Baca juga: Tiga Cara untuk Membantu Bisnis Anda Berkembang Selama Pandemi

“Dalam pandangan kami, pengocokan tersebut menyoroti pentingnya diversifikasi dalam memastikan bahwa investor terpapar dengan baik kepada para pemenang di dunia pasca-Covid-19,” kata Mark Haefele, kepala investasi di UBS Global Wealth Management, dalam sebuah laporan Senin. Kepemilikan teratas Dow bukanlah anggota kerumunan FAANG – yang menjadikannya barometer yang kurang relevan dari ekonomi digital 2020. Itulah salah satu alasan utama mengapa Dow datar untuk tahun ini, mengikuti kenaikan S&P 500 dan Nasdaq serta investasi teratas lainnya pada tahun 2020 yang telah kembali meningkat secara signifikan sejak Maret. Apple, yang baru saja menyelesaikan pemecahan saham untuk menurunkan harga sahamnya, adalah komponen tertimbang teratas sebelumnya di Dow. Tapi sekarang saham diperdagangkan hanya dengan $128, Apple telah berubah dari menjadi Dow terbesar dengan bobot turun menjadi hanya 17 terbesar, sedikit di depan IBM dan tepat di belakang Disney (DIS). Dan karena Amazon dan Alphabet sama-sama memiliki harga saham dalam empat digit, tidak mungkin mereka bisa ditambahkan ke Dow kecuali jika mereka juga membagi saham mereka. Jika tidak, mereka akan membuat persentase yang sangat besar dari bobot Dow. Seorang juru bicara S&P Dow Jones Indices mengatakan kepada CNN Business bahwa potensi penggantian Dow juga perlu “menentukan bobot yang wajar berdasarkan harga sahamnya.” Pertimbangan itu mungkin menjadi alasan utama mengapa dua raksasa teknologi lainnya, pemimpin chip Nvidia (NVDA) dan perusahaan perangkat lunak Adobe (ADBE), juga tidak dimasukkan ke dalam Dow – meskipun keduanya bernilai lebih dari Salesforce. Setiap saham diperdagangkan lebih dari $500 per saham. Juru bicara tersebut menambahkan bahwa setiap kali perubahan dilakukan pada Dow, “banyak faktor dipertimbangkan termasuk mencoba untuk mewakili petak yang luas dari sektor dan sub kelompok industri” di antara saham yang lebih besar.

Baca juga: Prospek Harga Euro: EUR/USD, EUR/CHF Bisa Merosot Karena Kasus Covid-19 Meningkat

 

Mengapa Salesforce lebih masuk akal untuk ditambahkan daripada Facebook

Namun Howard Silverblatt, analis indeks senior untuk Indeks S&P Dow Jones, mencatat penambahan Salesforce akan memungkinkan Dow untuk mempertahankan bobot hampir 25% untuk saham teknologi murni.

“Pasar selalu berubah, dan barometer pasar harus ikut berubah,” tulis Silverblatt dalam sebuah posting blog. “Setiap perubahan mencerminkan perubahan lingkungan ekonomi dan tidak dimaksudkan sebagai indikator jual-beli, tetapi sebagai ‘begitulah’ cerminan pasar.”

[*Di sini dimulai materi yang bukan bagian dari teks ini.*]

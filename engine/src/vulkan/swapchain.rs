use anyhow::Result;
use log::*;
use vulkanalia::vk::{
    self, DeviceV1_0, Handle, HasBuilder, KhrSurfaceExtension, KhrSwapchainExtension,
};

use super::{
    context::{SwapchainObjects, VulkanContext},
    device::{QueueFamilies, VulkanDevice},
    image::VulkanImage,
    instance::VulkanInstance,
};

/// Surface capabilities of one (physical device, surface) pair.
#[derive(Clone, Debug)]
pub struct SwapchainSupport {
    pub capabilities: vk::SurfaceCapabilitiesKHR,
    pub formats: Vec<vk::SurfaceFormatKHR>,
    pub present_modes: Vec<vk::PresentModeKHR>,
}

impl SwapchainSupport {
    pub unsafe fn get(
        instance: &VulkanInstance,
        surface: vk::SurfaceKHR,
        physical_device: vk::PhysicalDevice,
    ) -> Result<Self> {
        let instance = &instance.vk_instance;
        Ok(Self {
            capabilities: instance
                .get_physical_device_surface_capabilities_khr(physical_device, surface)?,
            formats: instance.get_physical_device_surface_formats_khr(physical_device, surface)?,
            present_modes: instance
                .get_physical_device_surface_present_modes_khr(physical_device, surface)?,
        })
    }

    pub fn is_adequate(&self) -> bool {
        !self.formats.is_empty() && !self.present_modes.is_empty()
    }
}

/// Prefers 8-bit BGRA sRGB, otherwise the first reported format.
pub fn choose_surface_format(formats: &[vk::SurfaceFormatKHR]) -> vk::SurfaceFormatKHR {
    formats
        .iter()
        .copied()
        .find(|f| {
            f.format == vk::Format::B8G8R8A8_SRGB
                && f.color_space == vk::ColorSpaceKHR::SRGB_NONLINEAR
        })
        .unwrap_or_else(|| formats[0])
}

/// Prefers mailbox, otherwise FIFO which every implementation supports.
pub fn choose_present_mode(present_modes: &[vk::PresentModeKHR]) -> vk::PresentModeKHR {
    present_modes
        .iter()
        .copied()
        .find(|m| *m == vk::PresentModeKHR::MAILBOX)
        .unwrap_or(vk::PresentModeKHR::FIFO)
}

/// Uses the surface's current extent unless it is the `u32::MAX` sentinel, in
/// which case the framebuffer size is clamped into the allowed range.
pub fn choose_extent(
    capabilities: &vk::SurfaceCapabilitiesKHR,
    framebuffer_size: (u32, u32),
) -> vk::Extent2D {
    if capabilities.current_extent.width != u32::MAX {
        return capabilities.current_extent;
    }

    let (width, height) = framebuffer_size;
    vk::Extent2D::builder()
        .width(width.clamp(
            capabilities.min_image_extent.width,
            capabilities.max_image_extent.width,
        ))
        .height(height.clamp(
            capabilities.min_image_extent.height,
            capabilities.max_image_extent.height,
        ))
        .build()
}

/// One more than the minimum, capped by the maximum (0 means unlimited).
pub fn choose_image_count(capabilities: &vk::SurfaceCapabilitiesKHR) -> u32 {
    let count = capabilities.min_image_count + 1;
    if capabilities.max_image_count != 0 && count > capabilities.max_image_count {
        capabilities.max_image_count
    } else {
        count
    }
}

/// Concurrent sharing only when graphics and present families differ.
pub fn sharing_mode(families: QueueFamilies) -> (vk::SharingMode, Vec<u32>) {
    if families.graphics != families.present {
        (
            vk::SharingMode::CONCURRENT,
            vec![families.graphics, families.present],
        )
    } else {
        (vk::SharingMode::EXCLUSIVE, Vec::new())
    }
}

#[derive(Debug)]
pub struct VulkanSwapchain;

impl VulkanSwapchain {
    pub unsafe fn create(
        framebuffer_size: (u32, u32),
        instance: &VulkanInstance,
        device: &VulkanDevice,
        context: &mut VulkanContext,
    ) -> Result<()> {
        let support = SwapchainSupport::get(instance, context.surface, context.physical_device)?;

        let surface_format = choose_surface_format(&support.formats);
        let present_mode = choose_present_mode(&support.present_modes);
        let extent = choose_extent(&support.capabilities, framebuffer_size);
        let image_count = choose_image_count(&support.capabilities);

        let (image_sharing_mode, queue_family_indices) = sharing_mode(context.queue_families);

        let info = vk::SwapchainCreateInfoKHR::builder()
            .surface(context.surface)
            .min_image_count(image_count)
            .image_format(surface_format.format)
            .image_color_space(surface_format.color_space)
            .image_extent(extent)
            .image_array_layers(1)
            .image_usage(vk::ImageUsageFlags::COLOR_ATTACHMENT)
            .image_sharing_mode(image_sharing_mode)
            .queue_family_indices(&queue_family_indices)
            .pre_transform(support.capabilities.current_transform)
            .composite_alpha(vk::CompositeAlphaFlagsKHR::OPAQUE)
            .present_mode(present_mode)
            .clipped(true)
            .old_swapchain(vk::SwapchainKHR::null());

        context.swapchain = device.vk_device.create_swapchain_khr(&info, None)?;
        context.swapchain_images = device.vk_device.get_swapchain_images_khr(context.swapchain)?;
        context.swapchain_format = surface_format.format;
        context.swapchain_extent = extent;

        info!(
            "Created swapchain with {} images ({}x{}, {:?}, {:?}).",
            context.swapchain_images.len(),
            extent.width,
            extent.height,
            surface_format.format,
            present_mode
        );

        Ok(())
    }

    pub unsafe fn create_image_views(
        device: &VulkanDevice,
        context: &mut VulkanContext,
    ) -> Result<()> {
        context.swapchain_image_views = context
            .swapchain_images
            .iter()
            .map(|i| {
                VulkanImage::create_image_view(
                    device,
                    *i,
                    context.swapchain_format,
                    vk::ImageAspectFlags::COLOR,
                    1,
                )
            })
            .collect::<Result<Vec<_>, _>>()?;

        Ok(())
    }

    pub unsafe fn destroy(device: &VulkanDevice, objects: &SwapchainObjects) {
        objects
            .swapchain_image_views
            .iter()
            .for_each(|v| device.vk_device.destroy_image_view(*v, None));
        device.vk_device.destroy_swapchain_khr(objects.swapchain, None);
    }
}
use anyhow::Result;
use winit::window::Window;

use crate::camera::Camera;
use crate::config::RendererConfig;
use crate::vulkan::VulkanRenderer;
use crate::window::WindowHost;

pub struct Renderer {
    vk_renderer: VulkanRenderer,
}

impl Renderer {
    /// Creates every GPU resource and uploads the configured model.
    pub unsafe fn create(window: &Window, config: &RendererConfig) -> Result<Self> {
        let vk_renderer = VulkanRenderer::new(window, config)?;

        Ok(Self { vk_renderer })
    }

    /// Renders one frame with the camera advanced by the held keys.
    pub unsafe fn render(&mut self, host: &mut dyn WindowHost, camera: &mut Camera) -> Result<()> {
        self.vk_renderer.render(host, camera)
    }

    pub fn notify_resized(&mut self) {
        self.vk_renderer.notify_resized();
    }

    /// Waits for the device to go idle, then releases everything.
    pub unsafe fn destroy(&mut self) {
        self.vk_renderer.destroy();
    }
}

Itu semua masuk akal. Tetapi jika Dow seharusnya mencerminkan pasar, investor mungkin bertanya-tanya: Lalu mengapa tidak menambahkan Facebook (FB)? Raksasa media sosial ini memiliki harga saham di bawah $300 – hanya sedikit lebih tinggi dari Salesforce. Jadi menambahkan Facebook (dan nilai pasar $835 miliar) mungkin tampak lebih logis.

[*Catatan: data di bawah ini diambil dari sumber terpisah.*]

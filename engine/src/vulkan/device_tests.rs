use super::*;

fn family(flags: vk::QueueFlags) -> vk::QueueFamilyProperties {
    vk::QueueFamilyProperties {
        queue_flags: flags,
        queue_count: 1,
        ..Default::default()
    }
}

fn suitable(name: &str) -> DeviceCandidate {
    DeviceCandidate {
        name: name.to_string(),
        device_type: vk::PhysicalDeviceType::DISCRETE_GPU,
        geometry_shader: true,
        sampler_anisotropy: true,
        queue_families: QueueFamilyIndices {
            graphics: Some(0),
            present: Some(0),
        },
        extensions: constants::DEVICE_EXTENSIONS.iter().copied().collect(),
        swapchain_adequate: true,
    }
}

fn described(candidates: &[DeviceCandidate]) -> Vec<Result<DeviceCandidate>> {
    candidates.iter().cloned().map(Ok).collect()
}

// ============================================================================
// Queue families
// ============================================================================

#[test]
fn graphics_and_present_may_differ() {
    let properties = [
        family(vk::QueueFlags::TRANSFER),
        family(vk::QueueFlags::GRAPHICS | vk::QueueFlags::COMPUTE),
        family(vk::QueueFlags::COMPUTE),
    ];

    let indices = QueueFamilyIndices::find(&properties, |i| Ok(i == 2)).unwrap();

    assert_eq!(indices.graphics, Some(1));
    assert_eq!(indices.present, Some(2));
    assert_eq!(
        indices.complete(),
        Some(QueueFamilies {
            graphics: 1,
            present: 2
        })
    );
}

#[test]
fn missing_present_family_is_incomplete() {
    let properties = [family(vk::QueueFlags::GRAPHICS)];

    let indices = QueueFamilyIndices::find(&properties, |_| Ok(false)).unwrap();

    assert_eq!(indices.graphics, Some(0));
    assert_eq!(indices.present, None);
    assert_eq!(indices.complete(), None);
}

#[test]
fn present_query_errors_propagate() {
    let properties = [family(vk::QueueFlags::GRAPHICS)];
    let result = QueueFamilyIndices::find(&properties, |_| Err(anyhow!("lost surface")));
    assert!(result.is_err());
}

#[test]
fn shared_family_yields_one_queue_info() {
    let same = QueueFamilies {
        graphics: 3,
        present: 3,
    };
    let split = QueueFamilies {
        graphics: 2,
        present: 0,
    };

    assert_eq!(same.unique(), vec![3]);
    assert_eq!(split.unique(), vec![0, 2]);
}

// ============================================================================
// Device selection
// ============================================================================

#[test]
fn first_acceptable_device_wins() {
    let candidates = [suitable("first"), suitable("second")];

    let (index, families) = select_device(described(&candidates)).unwrap();

    assert_eq!(index, 0);
    assert_eq!(
        families,
        QueueFamilies {
            graphics: 0,
            present: 0
        }
    );
}

#[test]
fn selection_is_deterministic() {
    let mut cpu = suitable("llvmpipe");
    cpu.device_type = vk::PhysicalDeviceType::CPU;
    let candidates = [cpu, suitable("integrated"), suitable("discrete")];

    let first = select_device(described(&candidates)).unwrap();
    let second = select_device(described(&candidates)).unwrap();

    assert_eq!(first, second);
    assert_eq!(first.0, 1);
}

#[test]
fn unsuitable_devices_are_skipped() {
    let mut no_geometry = suitable("no geometry");
    no_geometry.geometry_shader = false;
    let mut no_anisotropy = suitable("no anisotropy");
    no_anisotropy.sampler_anisotropy = false;

    let candidates = [no_geometry, no_anisotropy, suitable("good")];

    assert_eq!(select_device(described(&candidates)).unwrap().0, 2);
}

#[test]
fn no_devices_is_fatal() {
    assert!(select_device(described(&[])).is_err());
}

#[test]
fn no_suitable_device_is_fatal() {
    let mut virtual_gpu = suitable("virtual");
    virtual_gpu.device_type = vk::PhysicalDeviceType::VIRTUAL_GPU;

    assert!(select_device(described(&[virtual_gpu])).is_err());
}

#[test]
fn adapters_after_the_chosen_one_are_not_described() {
    let mut described_count = 0;
    let candidates = [Ok(suitable("first")), Err(anyhow!("device lost"))]
        .into_iter()
        .inspect(|_| described_count += 1);

    assert_eq!(select_device(candidates).unwrap().0, 0);
    assert_eq!(described_count, 1);
}

#[test]
fn adapter_query_failure_skips_that_adapter() {
    let candidates = vec![Err(anyhow!("device lost")), Ok(suitable("second"))];

    assert_eq!(select_device(candidates).unwrap().0, 1);
}

#[test]
fn each_requirement_is_reported() {
    let mut candidate = suitable("gpu");
    candidate.queue_families.present = None;
    assert_eq!(
        candidate.check(),
        Err(SuitabilityError("required queue families"))
    );

    let mut candidate = suitable("gpu");
    candidate.extensions.clear();
    assert_eq!(
        candidate.check(),
        Err(SuitabilityError("required device extensions"))
    );

    let mut candidate = suitable("gpu");
    candidate.swapchain_adequate = false;
    assert_eq!(
        candidate.check(),
        Err(SuitabilityError("sufficient swapchain support"))
    );

    let mut candidate = suitable("gpu");
    candidate.device_type = vk::PhysicalDeviceType::INTEGRATED_GPU;
    assert!(candidate.check().is_ok());
}

// ============================================================================
// Sample count
// ============================================================================

#[test]
fn supported_request_is_kept() {
    let supported = vk::SampleCountFlags::_1 | vk::SampleCountFlags::_2 | vk::SampleCountFlags::_4;
    assert_eq!(resolve_sample_count(4, supported), vk::SampleCountFlags::_4);
    assert_eq!(resolve_sample_count(1, supported), vk::SampleCountFlags::_1);
}

#[test]
fn unsupported_request_falls_back_to_highest_lower_count() {
    let supported = vk::SampleCountFlags::_1 | vk::SampleCountFlags::_2 | vk::SampleCountFlags::_4;
    assert_eq!(resolve_sample_count(8, supported), vk::SampleCountFlags::_4);
    assert_eq!(resolve_sample_count(64, vk::SampleCountFlags::_1), vk::SampleCountFlags::_1);
}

Tetapi apa yang dianggap oleh kebanyakan investor biasa sebagai perusahaan teknologi dipandang sebagai perusahaan “layanan komunikasi” oleh orang-orang yang mengelola Dow. Itu termasuk Facebook.

Meskipun Facebook (warts dan semuanya) mungkin menjadi bagian yang lebih relevan dari ekonomi AS, menambahkannya ke Dow bisa dibilang akan memberi Dow terlalu banyak eksposur ke “komunikasi” karena indeks sudah memiliki Verizon (VZ) dan Disney yang mewakili sektor itu.